We have a policy that a book must be read in its entirety. We have fired only two reviewers who did not do this, first book (if this ever happens we immediately expedite the review to a senior reviewer). Only two, but we do have a zero tolerance policy on it. When you are an experienced reviewer, it’s clear to see when another reviewer has not read the book, although it may not be clear to the readers. This is something we have kept out of our reviews by giving all potential reviewers a very difficult test to complete with a test review before we accept them into the team. Only one or two reviewers a year are accepted from hundreds who apply, thinking it’s easy money. It is not. You need stamina, and a strong stomach for reading ANYTHING.
Professional reviewers read very fast. Some of us have to read four or five books a week. It’s easier than it sounds! If you review professionally, then your job is reading!
Imagine how much reading you would do if you didn’t go to work or watch TV – that’s basically how we are. Four or five hours at a time reading and note-taking, with flexible hours.
You will find often that book and media offices have comfy sofas in them. You will see readers lying down on them. In my office, I have a reading “nook” and an armchair facing the window for reading. Some of our reviewers work at home, and you can bet your life they also read like this! You have to love devouring words. There is no point in being a reviewer if you have “work” reading and “leisure” reading, although most of us have our own books running parallel to our work reading too!
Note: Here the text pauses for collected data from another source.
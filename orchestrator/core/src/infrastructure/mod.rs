// Copyright (c) 2026 100monkeys.ai
// SPDX-License-Identifier: AGPL-3.0

pub mod event_bus;
pub mod executors;
pub mod scoring;

pub use event_bus::{EventBus, EventBusError, EventReceiver, TaskEventReceiver};
pub use executors::builtin_registry;
pub use scoring::StaticScoringStrategy;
Your book has to be read in an environment that matches the reader’s experience. Books are read in sections, and notes are taken. Ending up with something like twenty sentences about the book by reading completion, we move onto our writing platform and start putting together the review. Note-taking looks at aspects such as how enjoyable the book was, and if it met its premise as advertised on Amazon or the author’s site. Sometimes books think they are one thing, and end up as another, and readers need to know what sort of book they are picking up, so this is important. We tend to write about the quality, and whether we think readers can relate to the story and characters. A book review isn’t so technical, but there is a formula to it.
All our reviewers are degree-educated, and are trained at regular intervals. Most have been professional writers for years, and know how to write critique already. We have three senior reviewers, who review the expedited books, and then a further team of five reviewers who work within the month deadline, plus occasional specialist reviewers we ask to review if a book is of a certain niche. Most of our reviewers stay on for years because it’s a flexible and varied job once you get into it, and a lot of fun if you are good at it. We do train in house style, described in the next section.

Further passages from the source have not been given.